The manipulation of human genes could lead to profound advances in our ability to cure or prevent terrible diseases. But in some cases, it might also mean introducing genetic material that could be passed from one generation to the next, changing the human gene pool in a manner that could inadvertently harm peoples’ health.
Such “inheritable” DNA is a hotly debated issue among bioethicists, and one that an advisory committee of the Food and Drug Administration will review Tuesday and Wednesday as it considers whether human trials should be allowed for a new therapy that could prevent a rare but devastating inherited disorder.
Mitochondrial disease involves the specialized compartments within human cells that are responsible for creating most of the energy needed by the body. When a person’s mitochondria are faulty, the resulting disorder can be disabling or fatal, with symptoms that can include loss of motor control, muscle weakness and pain, cardiac or liver disease, seizures, respiratory difficulty and susceptibility to infection. It is passed on to a child through the mother’s mitochondria.
Researchers working with animals have devised a possible solution. A donor egg with healthy mitochondria is used, but the nucleus is removed and replaced with the nucleus from an egg of the afflicted mother; the egg is then fertilized in vitro. Because all but a minuscule amount of human DNA is contained in the nucleus, the child would be almost entirely the genetic offspring of the original couple. But because a bit of genetic material comes from the donor’s mitochondria, the procedure is sometimes called “three-parent IVF.”
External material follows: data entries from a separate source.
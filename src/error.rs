//! Fatal error taxonomy.
//!
//! Anything in here stops the run: the binary exits with status 1.
//! Per-item problems are not errors; see [`crate::scheduler::ItemOutcome`].

use std::path::PathBuf;
use thiserror::Error;

/// Conditions that make all further progress meaningless.
#[derive(Debug, Error)]
pub enum BootstrapError {
    #[error("no manifest URL specified")]
    MissingManifestUrl,

    #[error("bootstrapper requires root (running as uid {uid})")]
    NotPrivileged { uid: String },

    #[error(
        "hash retry failed for {name} after {attempts} downloads: \
         expected {expected}, received {received}"
    )]
    IntegrityExhausted {
        name: String,
        path: PathBuf,
        expected: String,
        received: String,
        attempts: u32,
    },

    #[error("failed to read manifest {}", path.display())]
    ManifestRead {
        path: PathBuf,
        #[source]
        source: std::io::Error,
    },

    #[error("manifest {} is not valid JSON", path.display())]
    ManifestParse {
        path: PathBuf,
        #[source]
        source: serde_json::Error,
    },

    #[error("manifest {} must be an object mapping stage names to item lists", path.display())]
    ManifestShape { path: PathBuf },

    #[error("failed to prepare {}", path.display())]
    Setup {
        path: PathBuf,
        #[source]
        source: std::io::Error,
    },
}

/// Result alias for fatal errors.
pub type BootstrapResult<T> = Result<T, BootstrapError>;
The procedure is intended to allow afflicted women to bear healthy children who could have their own children and grandchildren without the need for such a procedure. If approved, it would be the first time scientists were changing the genetic material of humans in a way that could be passed down through the generations.
The European Union takes a dim view of research that aims to change the genes of future generations. Although researchers in Oregon successfully produced several rhesus monkeys using the mitochondrial procedure, an attempt to use the same process to create human embryos resulted in half of the eggs undergoing abnormal fertilization. Such embryos would certainly not have been implanted in a human trial.
Critics also point out that the monkeys born through the procedure have not yet reproduced or lived out their life cycles. What if problems show up later in their lives, or in their offspring?
Considering these caveats, it seems far too early for the FDA to even consider allowing human trials. But it should encourage researchers to continue exploring the keys that might unlock gene-based cures. It is vital to proceed with extreme caution on research that involves possible permanent changes in the human genome, but it also would be a shame to shut off all hope of preventing suffering because of possibly unfounded fears about gene-based cures.